The president was eager to return to campaigning in part to send a message to Americans that they should not allow the virus to consume their lives. It’s a message that has been well-received by some of the president’s supporters.

“I think that from the start to the finish that he came through quite rapidly and he’s back out there,” said Jim Gula, 71, a Republican and Trump supporter from Jacksonville, Florida. “And I think that’s a reflection on the overall people who have come down with a positive test.”

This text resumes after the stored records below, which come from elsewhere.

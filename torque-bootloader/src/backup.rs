// SPDX-License-Identifier: MIT
// Copyright (c) 2026 ADNT Sarl <info@adnt.io>

//! Backup-domain register and core reset ports.
//!
//! BKP_DR1 is the one half-word surviving system reset; it carries the boot
//! magic between the application, the bootloader and the reset paths. The
//! backup domain is write-protected until PWR/BKP clocks are enabled and the
//! DBP bit is set.

use torque_common::reset::{BackupDomain, ResetControl};

const RCC_APB1ENR: *mut u32 = 0x4002_101C as *mut u32;
const APB1ENR_BKPEN: u32 = 1 << 27;
const APB1ENR_PWREN: u32 = 1 << 28;

const PWR_CR: *mut u32 = 0x4000_7000 as *mut u32;
const PWR_CR_DBP: u32 = 1 << 8;

const BKP_DR1: *mut u32 = 0x4000_6C04 as *mut u32;

pub struct BackupRegister {
    _priv: (),
}

impl BackupRegister {
    /// Enable the backup-domain clocks and lift write protection.
    pub fn enable() -> Self {
        unsafe {
            let enr = RCC_APB1ENR.read_volatile();
            RCC_APB1ENR.write_volatile(enr | APB1ENR_BKPEN | APB1ENR_PWREN);
            let cr = PWR_CR.read_volatile();
            PWR_CR.write_volatile(cr | PWR_CR_DBP);
        }
        Self { _priv: () }
    }
}

impl BackupDomain for BackupRegister {
    fn read(&self) -> u16 {
        unsafe { BKP_DR1.read_volatile() as u16 }
    }

    fn write(&mut self, value: u16) {
        unsafe {
            BKP_DR1.write_volatile(value as u32);
        }
    }
}

pub struct CoreReset;

impl ResetControl for CoreReset {
    fn system_reset(&mut self) -> ! {
        cortex_m::peripheral::SCB::sys_reset()
    }
}
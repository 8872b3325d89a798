// SPDX-License-Identifier: MIT
// Copyright (c) 2026 ADNT Sarl <info@adnt.io>

//! Debug text console over CAN.
//!
//! Text is queued into a bounded byte buffer and drained as SerialOutput
//! frames of up to 8 bytes, rate-limited so debug chatter never starves the
//! protocol traffic. When the buffer is full the newest text is dropped;
//! losing debug output is acceptable, stalling the bootloader is not.

use heapless::Deque;

use crate::protocol::{Reply, SERIAL_OUTPUT_PERIOD_MS};
use crate::rate::RateLimiter;

const CONSOLE_CAPACITY: usize = 256;

pub struct Console {
    buf: Deque<u8, CONSOLE_CAPACITY>,
    limiter: RateLimiter,
}

impl Default for Console {
    fn default() -> Self {
        Self::new()
    }
}

impl Console {
    pub fn new() -> Self {
        Self {
            buf: Deque::new(),
            limiter: RateLimiter::new(SERIAL_OUTPUT_PERIOD_MS),
        }
    }

    /// Queue text for transmission. Excess bytes are dropped.
    pub fn write_str(&mut self, text: &str) {
        for &b in text.as_bytes() {
            if self.buf.push_back(b).is_err() {
                break;
            }
        }
    }

    /// Next frame to transmit, if text is pending and the rate limit allows.
    pub fn poll(&mut self, now_ms: u32) -> Option<Reply> {
        if self.buf.is_empty() || !self.limiter.ready(now_ms) {
            return None;
        }
        let mut text = heapless::Vec::new();
        while text.len() < 8 {
            match self.buf.pop_front() {
                // Cannot overflow: the loop stops at the frame capacity.
                Some(b) => {
                    let _ = text.push(b);
                }
                None => break,
            }
        }
        Some(Reply::SerialOutput { text })
    }
}

#[cfg(test)]
mod tests {
    use super::*;

    fn text_of(reply: Reply) -> heapless::Vec<u8, 8> {
        match reply {
            Reply::SerialOutput { text } => text,
            other => panic!("unexpected reply {other:?}"),
        }
    }

    #[test]
    fn empty_console_emits_nothing() {
        let mut c = Console::new();
        assert_eq!(c.poll(0), None);
    }

    #[test]
    fn chunks_into_eight_byte_frames() {
        let mut c = Console::new();
        c.write_str("hello, bootloader");
        assert_eq!(&text_of(c.poll(0).unwrap())[..], b"hello, b");
        assert_eq!(&text_of(c.poll(40).unwrap())[..], b"ootloade");
        assert_eq!(&text_of(c.poll(80).unwrap())[..], b"r");
        assert_eq!(c.poll(120), None);
    }

    #[test]
    fn rate_limited_to_one_frame_per_period() {
        let mut c = Console::new();
        c.write_str("0123456789abcdef");
        assert!(c.poll(0).is_some());
        assert_eq!(c.poll(10), None);
        assert_eq!(c.poll(39), None);
        assert!(c.poll(40).is_some());
    }

    #[test]
    fn overflow_drops_newest_text() {
        let mut c = Console::new();
        for _ in 0..100 {
            c.write_str("xxxxxxxxxx");
        }
        // Buffer is bounded; drain it fully and observe no more than capacity.
        let mut total = 0;
        let mut now = 0;
        while let Some(r) = c.poll(now) {
            total += text_of(r).len();
            now += 40;
        }
        assert_eq!(total, CONSOLE_CAPACITY);
    }
}
#[test]
fn reset_to_application_writes_magic_before_resetting() {
    let backup = Rc::new(Cell::new(0xFFFF));
    let mut coordinator = ResetCoordinator::new(FakeBackup(backup.clone()), PanicReset);
    let result =
        std::panic::catch_unwind(AssertUnwindSafe(|| coordinator.reset_to_application()));
    // The reset "fired"; nothing after it executed.
    assert!(result.is_err());
    assert_eq!(backup.get(), 0xC0DE);
}

#[test]
fn reset_to_bootloader_writes_request_magic() {
    let backup = Rc::new(Cell::new(0x0000));
    let mut coordinator = ResetCoordinator::new(FakeBackup(backup.clone()), PanicReset);
    let result = std::panic::catch_unwind(AssertUnwindSafe(|| {
        coordinator.reset_to(ResetTarget::Bootloader)
    }));
    assert!(result.is_err());
    assert_eq!(backup.get(), 0xB007);
}

#[test]
fn boot_magic_is_consumed_on_read() {
    let backup = Rc::new(Cell::new(0xB007));
    let mut coordinator = ResetCoordinator::new(FakeBackup(backup.clone()), PanicReset);
    assert_eq!(coordinator.take_boot_magic(), 0xB007);
    // Cleared to the app-entry default so the reason is observed only once.
    assert_eq!(backup.get(), 0x0000);
    assert_eq!(coordinator.take_boot_magic(), 0x0000);
}
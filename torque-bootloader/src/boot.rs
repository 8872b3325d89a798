// SPDX-License-Identifier: MIT
// Copyright (c) 2026 ADNT Sarl <info@adnt.io>

//! Application handoff: jump table read, interrupt quiesce, vector
//! relocation and the final jump.

use torque_common::jump_table::{JumpTable, JumpTableError, JUMP_TABLE_WORDS};
use torque_common::protocol::JUMP_TABLE_START;

/// Read and validate the jump table from its flash page.
pub fn read_jump_table() -> Result<JumpTable, JumpTableError> {
    let mut words = [0u32; JUMP_TABLE_WORDS];
    for (i, word) in words.iter_mut().enumerate() {
        let addr = JUMP_TABLE_START + (i as u32) * 4;
        *word = unsafe { (addr as *const u32).read_volatile() };
    }
    JumpTable::from_words(&words)
}

/// Hand control to the application described by a validated jump table.
///
/// # Safety
/// `table` must come from a successfully validated jump table; the entry
/// point and vector table are trusted from here on.
pub unsafe fn jump_to_application(table: &JumpTable) -> ! {
    cortex_m::interrupt::disable();

    // Clear pending and disable all NVIC interrupts so the application
    // starts from a quiet controller.
    const NVIC_ICER: *mut u32 = 0xE000_E180 as *mut u32;
    const NVIC_ICPR: *mut u32 = 0xE000_E280 as *mut u32;
    NVIC_ICER.write_volatile(0xFFFF_FFFF);
    NVIC_ICER.offset(1).write_volatile(0xFFFF_FFFF);
    NVIC_ICPR.write_volatile(0xFFFF_FFFF);
    NVIC_ICPR.offset(1).write_volatile(0xFFFF_FFFF);

    const SCB_VTOR: *mut u32 = 0xE000_ED08 as *mut u32;
    SCB_VTOR.write_volatile(table.interrupt_vector);

    cortex_m::asm::dsb();
    cortex_m::asm::isb();

    // Word 0 of the vector table is the application's initial stack pointer.
    let initial_sp = (table.interrupt_vector as *const u32).read_volatile();

    core::arch::asm!(
        "msr msp, {sp}",
        "cpsie i",
        "bx {entry}",
        sp = in(reg) initial_sp,
        entry = in(reg) table.entry_point,
        options(noreturn)
    );
}
// SPDX-License-Identifier: MIT
// Copyright (c) 2026 ADNT Sarl <info@adnt.io>

//! Common types and logic for the torque CAN bootloader.
//!
//! Everything with a correctness requirement lives here so it can run on a
//! host: the protocol types and CAN frame codec, the memory region
//! classifier, the erased-page tracker, the flash programming sequencer, the
//! bootloader transaction state machine, and the jump-table/reset handoff.
//! Hardware is reached only through the `FlashDevice`, `BackupDomain` and
//! `ResetControl` traits; `torque-bootloader` provides the STM32F105
//! implementations.

#![cfg_attr(not(test), no_std)]

pub mod console;
pub mod flash;
pub mod jump_table;
pub mod memory;
pub mod poll;
pub mod protocol;
pub mod rate;
pub mod reset;
pub mod tracker;
pub mod transaction;
pub mod wire;

// Re-export the types most callers touch.
pub use protocol::{
    BootloaderStatus, ControlCommand, EntryReason, HandshakeResponse, Register, Reply, Request,
    UnitId, WritePayload, WriteStatus,
};
pub use protocol::{AVAILABLE_FLASH_END, AVAILABLE_FLASH_START, PAGE_SIZE};
pub use transaction::Bootloader;
use crate::config::LedgerConfig;
use crate::core::Block;
use log::{debug, info};
use std::sync::atomic::{AtomicBool, Ordering};
use std::sync::Arc;

const PROGRESS_LOG_INTERVAL: u64 = 1_000_000;

/// Shared stop flag for a nonce search. Clones observe the same flag.
#[derive(Debug, Clone, Default)]
pub struct CancelToken {
    cancelled: Arc<AtomicBool>,
}

impl CancelToken {
    pub fn new() -> CancelToken {
        CancelToken::default()
    }

    pub fn cancel(&self) {
        self.cancelled.store(true, Ordering::SeqCst);
    }

    pub fn is_cancelled(&self) -> bool {
        self.cancelled.load(Ordering::SeqCst)
    }
}

/// How a nonce search ended
#[derive(Debug, Clone, PartialEq, Eq)]
pub enum MiningOutcome {
    Found {
        nonce: u64,
        hash: String,
        attempts: u64,
    },
    Cancelled {
        attempts: u64,
    },
    Exhausted {
        attempts: u64,
    },
}

/// Hex-prefix proof of work: a hash is valid when it starts with
/// `difficulty` '0' characters.
#[derive(Debug, Clone)]
pub struct ProofOfWork {
    difficulty: usize,
    max_nonce: u64,
    check_interval: u64,
}

impl ProofOfWork {
    pub fn new(difficulty: usize, max_nonce: u64, check_interval: u64) -> ProofOfWork {
        ProofOfWork {
            difficulty,
            max_nonce,
            check_interval: check_interval.max(1),
        }
    }

    pub fn from_config(config: &LedgerConfig) -> ProofOfWork {
        Self::new(
            config.difficulty,
            config.max_nonce,
            config.cancel_check_interval,
        )
    }

    pub fn get_difficulty(&self) -> usize {
        self.difficulty
    }

    /// Scan nonces from 0 upward until the hash meets the difficulty.
    ///
    /// On `Found` the block carries the winning nonce and hash. On any other
    /// outcome the block's nonce and hash are left at whatever was tried last
    /// and the block must not be committed.
    pub fn mine(&self, block: &mut Block, cancel: &CancelToken) -> MiningOutcome {
        let height = block.get_index();
        info!(
            "Mining block {} at difficulty {}",
            height, self.difficulty
        );
        let mut attempts: u64 = 0;
        for nonce in 0..self.max_nonce {
            if attempts % self.check_interval == 0 && cancel.is_cancelled() {
                info!("Mining of block {} cancelled after {} attempts", height, attempts);
                return MiningOutcome::Cancelled { attempts };
            }
            attempts += 1;
            if meets_difficulty(block.set_nonce(nonce), self.difficulty) {
                let hash = block.get_hash().to_string();
                info!(
                    "Mined block {} with nonce {} after {} attempts: {}",
                    height, nonce, attempts, hash
                );
                return MiningOutcome::Found {
                    nonce,
                    hash,
                    attempts,
                };
            }
            if attempts % PROGRESS_LOG_INTERVAL == 0 {
                debug!("Block {}: {} nonces tried", height, attempts);
            }
        }
        info!(
            "Nonce space exhausted for block {} after {} attempts",
            height, attempts
        );
        MiningOutcome::Exhausted { attempts }
    }

    /// Stored hash equals the recomputed hash and meets `difficulty`.
    pub fn verify(block: &Block, difficulty: usize) -> bool {
        block.has_valid_hash() && meets_difficulty(block.get_hash(), difficulty)
    }
}

pub fn meets_difficulty(hash: &str, difficulty: usize) -> bool {
    hash.len() >= difficulty && hash.bytes().take(difficulty).all(|b| b == b'0')
}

The pandemic upended Trump’s plans to spend 2020 running on a strong economic record, thrusting him instead into the role of a president governing through crisis. He’s repeatedly tried to downplay the impact of the virus, even after his own illness, and has opposed some of the more stringent safety measures recommended by his own administration.

With early voting already under way in much of the country, national polls show Biden leading Trump by a comfortable margin, though many battleground states remain competitive. The president is spending much of this week campaigning in states that should be comfortable territory for him, including Iowa and Georgia, which hasn’t voted for a Democrat for president since 1992.

The race has remained relatively stable for weeks, with Trump unable to gain significant ground on Biden through his efforts to refocus on a “law and order” message aimed at rallying white suburban voters or through his nomination of Judge Amy Coney Barrett to the Supreme Court seat that opened after the death of Justice Ruth Bader Ginsburg.

According to the poll, which was largely conducted before Barrett’s Senate hearings this week, Americans were divided over her confirmation. Thirty per cent favoured the confirmation, 35 per cent opposed and 34 per cent said they held neither opinion. Republicans were much more likely to support the confirmation than Democrats.

Trump heads into Election Day with a 39 per cent overall approval rating from Americans, on par with his approval ratings over the course of his presidency. But there are other warning signs for him in the AP-NORC poll.

Seventy-four per cent of Americans say the country is heading in the wrong direction, including half of Republicans.